El menú se abre con una ensalada de piña y granada, recordando estos versos: “Para tus hijos la procera palma,/ su vario feudo cría,/ y el ananás sazona su ambrosía”. La fruta más hermosa de la tierra, sazón de la ambrosía y ambrosía ella misma, nos saluda en las mesas americanas, con el esplendor barroco de su forma y de sus jugos. La acompañan esta vez las legendarias granadas del Paraíso, que eran también las del patio de la casa caraqueña de los Bello López, nunca olvidadas por el maestro. “¡Aquellos granados!”, escribió, nostálgico, en una carta dirigida a su hermano Carlos.

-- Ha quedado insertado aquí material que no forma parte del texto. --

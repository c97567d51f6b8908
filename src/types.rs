pub mod config;
pub mod record;
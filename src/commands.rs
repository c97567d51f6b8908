pub mod edit;
pub mod init;
pub mod repo;
use std::path::{Path, PathBuf};

use anyhow::{Context, bail};
use serde::{Deserialize, Serialize};
use tokio::fs;
use tracing::{debug, trace};
use url::Url;

pub const CONFIG_FILE: &str = "mirrorlist.toml";
pub const DEFAULT_SERVER: &str = "http://127.0.0.1:5000";

#[derive(Debug, Serialize, Deserialize, Clone, PartialEq, Eq)]
pub struct Config {
    #[serde(skip)]
    pub source_path: PathBuf,

    /// Base URL of the mirror server, `/api/...` is joined onto it.
    #[serde(default = "default_server")]
    pub server: Url,
}

fn default_server() -> Url {
    Url::parse(DEFAULT_SERVER).expect("default server URL is valid")
}

impl Default for Config {
    fn default() -> Self {
        Self {
            source_path: PathBuf::from(CONFIG_FILE),
            server: default_server(),
        }
    }
}

impl Config {
    /// Loads an explicit config file, or `./mirrorlist.toml` when present.
    ///
    /// A missing explicit file is an error, a missing default file is not.
    pub async fn load(explicit: Option<&Path>) -> anyhow::Result<Self> {
        match explicit {
            Some(path) => Self::from_path(path).await,
            None => {
                let path = Path::new(CONFIG_FILE);

                if fs::try_exists(path).await? {
                    Self::from_path(path).await
                } else {
                    debug!("no {CONFIG_FILE} found, using defaults");
                    Ok(Self::default())
                }
            }
        }
    }

    pub async fn from_path<P: AsRef<Path>>(path: P) -> anyhow::Result<Self> {
        let path = path.as_ref();

        trace!("reading config from {}", path.display());
        let content = fs::read_to_string(path)
            .await
            .with_context(|| format!("reading {}", path.display()))?;

        let mut config: Config =
            toml::from_str(&content).with_context(|| format!("parsing {}", path.display()))?;

        config.source_path = path.to_path_buf();

        Ok(config)
    }

    pub async fn write(&self) -> anyhow::Result<()> {
        if fs::try_exists(&self.source_path).await? {
            bail!("{} already exists", self.source_path.display());
        }

        debug!("writing config to {}", self.source_path.display());

        fs::write(&self.source_path, toml::to_string_pretty(self)?).await?;

        Ok(())
    }
}
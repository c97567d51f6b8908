use anyhow::Context;
use tracing::{debug, info};

use mirrorlist::{
    store::ListStore,
    sync::SyncClient,
    types::record::{Field, RepositoryRecord},
};

/// One line per record, as shown by `list` and the editor.
pub fn render_line(index: usize, record: &RepositoryRecord) -> String {
    let name = record.display_name();
    let name = if name.is_empty() { "(unnamed)" } else { name };

    format!("#{index} {name}: {record}")
}

pub fn list<C: SyncClient>(store: &ListStore<C>) -> anyhow::Result<()> {
    let snapshot = store.snapshot();

    if snapshot.records().is_empty() {
        info!("no repositories configured");
        return Ok(());
    }

    for (index, record) in snapshot.records().iter().enumerate() {
        println!("{}", render_line(index, record));
    }

    Ok(())
}

pub async fn set<C: SyncClient>(
    store: &ListStore<C>,
    index: usize,
    field: Field,
    value: String,
) -> anyhow::Result<()> {
    debug!("setting {field} of #{index}");

    store
        .set_field(index, field, value)
        .await
        .with_context(|| format!("updating {field} of repository #{index}"))?;

    info!("Updated {field} of repository #{index}");

    Ok(())
}

pub async fn remove<C: SyncClient>(store: &ListStore<C>, index: usize) -> anyhow::Result<()> {
    let record = store
        .get(index)
        .with_context(|| format!("repository #{index} not found"))?;

    store.remove_record(index).await?;

    info!("deleted repository {}", render_line(index, &record));

    Ok(())
}

pub async fn add<C: SyncClient>(store: &ListStore<C>) -> anyhow::Result<()> {
    store.add_new_record().await?;

    info!(
        "Added an empty repository as #{}, fill it in with `set`",
        store.len() - 1
    );

    Ok(())
}
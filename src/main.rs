use anyhow::{Context, Result};
use clap::{Parser, Subcommand, arg, command};
use std::path::PathBuf;
use tracing::{Level, debug};
use url::Url;

use mirrorlist::{
    store::ListStore,
    sync::http::HttpSyncClient,
    types::{config::Config, record::Field},
};

mod commands;
mod validators;

/// CLI entrypoint
#[derive(Parser, Debug)]
#[command(
    about = "mirrorlist edits the source -> mirror repository list of a mirroring server. Changes show up immediately and are reverted if the server refuses them.",
    subcommand_required = true
)]
struct Cli {
    /// Sets the logging level
    #[arg(long, default_value = "info")]
    log_level: Level,

    /// Path to mirrorlist.toml
    #[arg(long, value_parser)]
    config: Option<PathBuf>,

    /// Mirror server base URL, overrides the config file
    #[arg(long, value_parser = parse_server)]
    server: Option<Url>,

    #[command(subcommand)]
    command: Commands,
}

#[derive(Subcommand, Debug)]
enum Commands {
    /// Interactive setup for a new mirrorlist.toml
    Init,

    /// Prints every repository with its index
    List,

    /// Sets the source or mirror of a repository
    Set {
        /// Position of the repository, as shown by `list`
        index: usize,

        /// `source` or `mirror`
        field: Field,

        /// New value, may be empty
        value: String,
    },

    /// Removes a repository
    Remove {
        /// Position of the repository, as shown by `list`
        index: usize,
    },

    /// Appends an empty repository
    Add,

    /// Edits the list interactively
    Edit,
}

fn parse_server(input: &str) -> Result<Url> {
    validators::validate_server_url(input)
}

#[tokio::main]
async fn main() -> Result<()> {
    let cli = Cli::parse();

    let mut sub = tracing_subscriber::fmt()
        .compact()
        .with_max_level(cli.log_level)
        .with_level(true)
        .with_target(true)
        .with_thread_ids(false)
        .with_thread_names(false)
        .without_time();

    if cli.log_level >= Level::TRACE {
        sub = sub.with_file(true).with_line_number(true);
    }

    sub.init();

    if let Err(e) = run(cli).await {
        tracing::error!("{e:#}");

        std::process::exit(1);
    }

    Ok(())
}

async fn run(cli: Cli) -> Result<()> {
    if matches!(cli.command, Commands::Init) {
        commands::init::run(cli.config).await?;
        return Ok(());
    }

    let mut config = Config::load(cli.config.as_deref()).await?;

    if let Some(server) = cli.server {
        config.server = server;
    }

    debug!("using server {}", config.server);

    let store = ListStore::new(HttpSyncClient::new(config.server.clone())?);

    store
        .fetch_all()
        .await
        .with_context(|| format!("fetching the repository list from {}", config.server))?;

    match cli.command {
        Commands::List => commands::repo::list(&store)?,

        Commands::Set {
            index,
            field,
            value,
        } => commands::repo::set(&store, index, field, value).await?,

        Commands::Remove { index } => commands::repo::remove(&store, index).await?,

        Commands::Add => commands::repo::add(&store).await?,

        Commands::Edit => commands::edit::run(store).await?,

        Commands::Init => unreachable!("Impossible for init to reach after init was checked"),
    }

    Ok(())
}
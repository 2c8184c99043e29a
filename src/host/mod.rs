//! The seam between the engine and whatever owns the program model.
//!
//! The engine never parses source text. A host (an IDE plugin, a compiler
//! front-end, a test fixture) hands it call sites that already know their
//! callee and argument types, plus a `TypeModel` that can enumerate fields.
//!
//! ```text
//! host AST ──► CallSite + Expression ──► Resolver ──► Reconciliation
//!                                          │
//! host types ──► TypeModel ────────────────┘
//! ```
//!
//! Host queries are fallible (`anyhow::Result`): stale nodes and partially
//! indexed code are normal. A host that wants an in-flight query abandoned
//! returns `Cancelled` as the error, which the resolver re-raises instead of
//! folding into "no result".

pub mod memory;

use anyhow::Result;
use thiserror::Error;

use crate::types::{FieldDecl, TypeRef};

pub use memory::{MemoryCallSite, MemoryExpr, MemoryModel};

/// Host request to abandon the current computation.
#[derive(Debug, Clone, Copy, PartialEq, Eq, Error)]
#[error("operation cancelled by host")]
pub struct Cancelled;

/// True if `err` is, or was caused by, a host cancellation.
pub fn is_cancelled(err: &anyhow::Error) -> bool {
    err.chain().any(|cause| cause.is::<Cancelled>())
}

/// One argument expression of a call site.
pub trait Expression {
    /// Source text as written, e.g. `userDto` or `"password"`.
    fn text(&self) -> &str;

    /// Static type resolved by the host. `Ok(None)` if unknown.
    fn static_type(&self) -> Result<Option<TypeRef>>;

    /// Referenced type if this is a class literal (`Foo.class`).
    fn class_literal_type(&self) -> Option<TypeRef>;

    /// Raw literal text, quotes included, if this is any literal.
    fn literal_text(&self) -> Option<&str>;

    fn is_string_literal(&self) -> bool;

    /// Literal text with every `"` removed.
    fn unquoted_literal(&self) -> Option<String> {
        self.literal_text().map(|text| text.replace('"', ""))
    }

    /// A literal spelling `true` once quotes are dropped.
    fn is_true_literal(&self) -> bool {
        self.unquoted_literal().is_some_and(|text| text == "true")
    }
}

/// A method call expression the host has already bound.
pub trait CallSite {
    type Expr: Expression;

    /// The method expression as written: `BeanUtils.copyProperties`.
    fn method_text(&self) -> &str;

    /// Qualified name of the class declaring the resolved method.
    /// `Ok(None)` when the callee does not resolve.
    fn callee_class(&self) -> Result<Option<String>>;

    fn arguments(&self) -> &[Self::Expr];
}

/// Read-only queries against the host's type system.
pub trait TypeModel {
    /// Every field of `ty`, inherited ones included, in declaration order.
    /// `Ok(None)` if the type does not resolve to a known class.
    fn all_fields(&self, ty: &TypeRef) -> Result<Option<Vec<FieldDecl>>>;
}

impl<T: TypeModel + ?Sized> TypeModel for &T {
    fn all_fields(&self, ty: &TypeRef) -> Result<Option<Vec<FieldDecl>>> {
        (**self).all_fields(ty)
    }
}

Aquellas granadas y sus granitos, están acá, haciéndole alegre compañía a la piña en esta fiesta de la entrada.
País de peces y mariscos varios, Chile le recordó muchas veces a Bello la antigua Cumaná donde vivió y murió su padre. Una fosforera oriental será entonces el siguiente plato, con el cual emprenderemos un diálogo bellista del Caribe con el Pacífico y con el “…pueblo también, cuyos hogares/ a sus orillas mira el Manzanares”. Suculenta, la fosforera, es fama que levanta muertos y no estamos acá para desperdiciar la vida. Así que habrá en esta ocasión fosforera en abundancia para todos.
El “jefe altanero de la espigada tribu” no puede faltar en nuestro paseo. Una polenta, no sé todavía si de cochino o de gallina, hará su aparición en el convite. Para Bello el maíz era algo más que un alimento. Era un dios de estas tierras. Era una seña de la sagrada identidad americana. Era (y es) una forma de resistencia. Pese al trigo sembrado por los españoles, los criollos nos hicimos grandes comedores de arepas, como nuestros padres antiguos y le dimos diversos usos al maíz, impidiendo que dejara de depararnos uno de nuestros panes de cada día. Convertido en polenta, el maíz es la ufanía central de este condumio.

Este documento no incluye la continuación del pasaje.